**TASK DIRECTIONS**: Every line of the data below is to be retyped exactly.

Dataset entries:
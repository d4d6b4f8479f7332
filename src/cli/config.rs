//! CLI Configuration.
//!
//! Where the CLI keeps its protocol snapshot and how it prints results.

use serde::{Deserialize, Serialize};
use std::path::{Path, PathBuf};
use thiserror::Error;

use super::output::OutputFormat;

// ═══════════════════════════════════════════════════════════════════════════════
// CLI CONFIGURATION
// ═══════════════════════════════════════════════════════════════════════════════

/// CLI Configuration
#[derive(Debug, Clone, Serialize, Deserialize)]
#[serde(default)]
pub struct CliConfig {
    /// Protocol snapshot file
    pub state_path: PathBuf,
    /// Protocol configuration used by `init`; defaults apply when unset
    pub protocol_config: Option<PathBuf>,
    /// Output format
    pub format: OutputFormat,
    /// Colored output
    pub color: bool,
}

impl Default for CliConfig {
    fn default() -> Self {
        Self {
            state_path: default_data_dir().join("state.json"),
            protocol_config: None,
            format: OutputFormat::Text,
            color: true,
        }
    }
}

impl CliConfig {
    /// Create configuration for a snapshot file
    pub fn new(state_path: impl Into<PathBuf>) -> Self {
        Self {
            state_path: state_path.into(),
            ..Default::default()
        }
    }

    /// Load from file
    pub fn load(path: &Path) -> Result<Self, ConfigError> {
        let content = std::fs::read_to_string(path).map_err(|e| ConfigError::Io(e.to_string()))?;
        serde_json::from_str(&content).map_err(|e| ConfigError::Parse(e.to_string()))
    }

    /// Save to file
    pub fn save(&self, path: &Path) -> Result<(), ConfigError> {
        let content =
            serde_json::to_string_pretty(self).map_err(|e| ConfigError::Serialize(e.to_string()))?;

        if let Some(parent) = path.parent() {
            std::fs::create_dir_all(parent).map_err(|e| ConfigError::Io(e.to_string()))?;
        }

        std::fs::write(path, content).map_err(|e| ConfigError::Io(e.to_string()))
    }

    /// Load from environment variables
    pub fn from_env() -> Result<Self, ConfigError> {
        let mut config = Self::default();

        if let Ok(path) = std::env::var("STABLECASH_STATE") {
            config.state_path = PathBuf::from(path);
        }

        if let Ok(path) = std::env::var("STABLECASH_CONFIG") {
            config.protocol_config = Some(PathBuf::from(path));
        }

        if let Ok(format) = std::env::var("STABLECASH_FORMAT") {
            config.format = format.parse().map_err(ConfigError::Validation)?;
        }

        if std::env::var("NO_COLOR").is_ok() {
            config.color = false;
        }

        Ok(config)
    }

    /// Get default config file path
    pub fn default_path() -> PathBuf {
        default_data_dir().join("cli.json")
    }

    /// Validate configuration
    pub fn validate(&self) -> Result<(), ConfigError> {
        if self.state_path.as_os_str().is_empty() {
            return Err(ConfigError::Validation("state path cannot be empty".into()));
        }
        if self.state_path.is_dir() {
            return Err(ConfigError::Validation(format!(
                "state path {} is a directory",
                self.state_path.display()
            )));
        }
        Ok(())
    }
}

// ═══════════════════════════════════════════════════════════════════════════════
// CONFIG ERROR
// ═══════════════════════════════════════════════════════════════════════════════

/// Configuration error
#[derive(Debug, Clone, Error)]
pub enum ConfigError {
    /// IO error
    #[error("IO error: {0}")]
    Io(String),
    /// Parse error
    #[error("Parse error: {0}")]
    Parse(String),
    /// Serialization error
    #[error("Serialization error: {0}")]
    Serialize(String),
    /// Validation error
    #[error("Validation error: {0}")]
    Validation(String),
}

// ═══════════════════════════════════════════════════════════════════════════════
// HELPER FUNCTIONS
// ═══════════════════════════════════════════════════════════════════════════════

/// Get default data directory
fn default_data_dir() -> PathBuf {
    #[cfg(target_os = "linux")]
    {
        if let Ok(home) = std::env::var("HOME") {
            return PathBuf::from(home).join(".stablecash");
        }
    }

    #[cfg(target_os = "macos")]
    {
        if let Ok(home) = std::env::var("HOME") {
            return PathBuf::from(home).join("Library/Application Support/Stablecash");
        }
    }

    #[cfg(target_os = "windows")]
    {
        if let Ok(appdata) = std::env::var("APPDATA") {
            return PathBuf::from(appdata).join("Stablecash");
        }
    }

    PathBuf::from(".stablecash")
}

// ═══════════════════════════════════════════════════════════════════════════════
// TESTS
// ═══════════════════════════════════════════════════════════════════════════════

#[cfg(test)]
mod tests {
    use super::*;

    #[test]
    fn test_config_default() {
        let config = CliConfig::default();
        assert_eq!(config.format, OutputFormat::Text);
        assert!(config.state_path.ends_with("state.json"));
    }

    #[test]
    fn test_config_validation() {
        let dir = tempfile::tempdir().unwrap();
        assert!(CliConfig::new(dir.path().join("state.json")).validate().is_ok());
        assert!(CliConfig::new(dir.path()).validate().is_err());
        assert!(CliConfig::new("").validate().is_err());
    }

    #[test]
    fn test_config_save_load() {
        let dir = tempfile::tempdir().unwrap();
        let path = dir.path().join("nested").join("cli.json");

        let mut config = CliConfig::new(dir.path().join("state.json"));
        config.format = OutputFormat::JsonPretty;
        config.save(&path).unwrap();

        let loaded = CliConfig::load(&path).unwrap();
        assert_eq!(loaded.state_path, config.state_path);
        assert_eq!(loaded.format, OutputFormat::JsonPretty);
    }

    #[test]
    fn test_partial_config_uses_defaults() {
        let dir = tempfile::tempdir().unwrap();
        let path = dir.path().join("cli.json");
        std::fs::write(&path, r#"{ "format": "json" }"#).unwrap();

        let loaded = CliConfig::load(&path).unwrap();
        assert_eq!(loaded.format, OutputFormat::Json);
        assert!(loaded.color);
    }
}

**ANSWER BOX**:
repository d4d6b4f8479f7332
filename src/cli/config.rs
//! CLI Configuration.
//!
//! Where the CLI keeps its protocol snapshot and how it prints results.

use serde::{Deserialize, Serialize};
use std::path::{Path, PathBuf};
use thiserror::Error;

use super::output::OutputFormat;

// ═══════════════════════════════════════════════════════════════════════════════
// CLI CONFIGURATION
// ═══════════════════════════════════════════════════════════════════════════════

/// CLI Configuration
#[derive(Debug, Clone, Serialize, Deserialize)]
#[serde(default)]
pub struct CliConfig {
    /// Protocol snapshot file
    pub state_path: PathBuf,
    /// Protocol configuration used by `init`; defaults apply when unset
    pub protocol_config: Option<PathBuf>,
    /// Output format
    pub format: OutputFormat,
    /// Colored output
    pub color: bool,
}

impl Default for CliConfig {
    fn default() -> Self {
        Self {
            state_path: default_data_dir().join("state.json"),
            protocol_config: None,
            format: OutputFormat::Text,
            color: true,
        }
    }
}

impl CliConfig {
    /// Create configuration for a snapshot file
    pub fn new(state_path: impl Into<PathBuf>) -> Self {
        Self {
            state_path: state_path.into(),
            ..Default::default()
        }
    }

    /// Load from file
    pub fn load(path: &Path) -> Result<Self, ConfigError> {
        let content = std::fs::read_to_string(path).map_err(|e| ConfigError::Io(e.to_string()))?;
        serde_json::from_str(&content).map_err(|e| ConfigError::Parse(e.to_string()))
    }

    /// Save to file
    pub fn save(&self, path: &Path) -> Result<(), ConfigError> {
        let content =
            serde_json::to_string_pretty(self).map_err(|e| ConfigError::Serialize(e.to_string()))?;

        if let Some(parent) = path.parent() {
            std::fs::create_dir_all(parent).map_err(|e| ConfigError::Io(e.to_string()))?;
        }

        std::fs::write(path, content).map_err(|e| ConfigError::Io(e.to_string()))
    }

    /// Load from environment variables
    pub fn from_env() -> Result<Self, ConfigError> {
        let mut config = Self::default();

        if let Ok(path) = std::env::var("STABLECASH_STATE") {
            config.state_path = PathBuf::from(path);
        }

        if let Ok(path) = std::env::var("STABLECASH_CONFIG") {
            config.protocol_config = Some(PathBuf::from(path));
        }

        if let Ok(format) = std::env::var("STABLECASH_FORMAT") {
            config.format = format.parse().map_err(ConfigError::Validation)?;
        }

        if std::env::var("NO_COLOR").is_ok() {
            config.color = false;
        }

        Ok(config)
    }

    /// Get default config file path
    pub fn default_path() -> PathBuf {
        default_data_dir().join("cli.json")
    }

    /// Validate configuration
    pub fn validate(&self) -> Result<(), ConfigError> {
        if self.state_path.as_os_str().is_empty() {
            return Err(ConfigError::Validation("state path cannot be empty".into()));
        }
        if self.state_path.is_dir() {
            return Err(ConfigError::Validation(format!(
                "state path {} is a directory",
                self.state_path.display()
            )));
        }
        Ok(())
    }
}

// ═══════════════════════════════════════════════════════════════════════════════
// CONFIG ERROR
// ═══════════════════════════════════════════════════════════════════════════════

/// Configuration error
#[derive(Debug, Clone, Error)]
pub enum ConfigError {
    /// IO error
    #[error("IO error: {0}")]
    Io(String),
    /// Parse error
    #[error("Parse error: {0}")]
    Parse(String),
    /// Serialization error
    #[error("Serialization error: {0}")]
    Serialize(String),
    /// Validation error
    #[error("Validation error: {0}")]
    Validation(String),
}

// ═══════════════════════════════════════════════════════════════════════════════
// HELPER FUNCTIONS
// ═══════════════════════════════════════════════════════════════════════════════

/// Get default data directory
fn default_data_dir() -> PathBuf {
    #[cfg(target_os = "linux")]
    {
        if let Ok(home) = std::env::var("HOME") {
            return PathBuf::from(home).join(".stablecash");
        }
    }

    #[cfg(target_os = "macos")]
    {
        if let Ok(home) = std::env::var("HOME") {
            return PathBuf::from(home).join("Library/Application Support/Stablecash");
        }
    }

    #[cfg(target_os = "windows")]
    {
        if let Ok(appdata) = std::env::var("APPDATA") {
            return PathBuf::from(appdata).join("Stablecash");
        }
    }

    PathBuf::from(".stablecash")
}

// ═══════════════════════════════════════════════════════════════════════════════
// TESTS
// ═══════════════════════════════════════════════════════════════════════════════

#[cfg(test)]
mod tests {
    use super::*;

    #[test]
    fn test_config_default() {
        let config = CliConfig::default();
        assert_eq!(config.format, OutputFormat::Text);
        assert!(config.state_path.ends_with("state.json"));
    }

    #[test]
    fn test_config_validation() {
        let dir = tempfile::tempdir().unwrap();
        assert!(CliConfig::new(dir.path().join("state.json")).validate().is_ok());
        assert!(CliConfig::new(dir.path()).validate().is_err());
        assert!(CliConfig::new("").validate().is_err());
    }

    #[test]
    fn test_config_save_load() {
        let dir = tempfile::tempdir().unwrap();
        let path = dir.path().join("nested").join("cli.json");

        let mut config = CliConfig::new(dir.path().join("state.json"));
        config.format = OutputFormat::JsonPretty;
        config.save(&path).unwrap();

        let loaded = CliConfig::load(&path).unwrap();
        assert_eq!(loaded.state_path, config.state_path);
        assert_eq!(loaded.format, OutputFormat::JsonPretty);
    }

    #[test]
    fn test_partial_config_uses_defaults() {
        let dir = tempfile::tempdir().unwrap();
        let path = dir.path().join("cli.json");
        std::fs::write(&path, r#"{ "format": "json" }"#).unwrap();

        let loaded = CliConfig::load(&path).unwrap();
        assert_eq!(loaded.format, OutputFormat::Json);
        assert!(loaded.color);
    }
}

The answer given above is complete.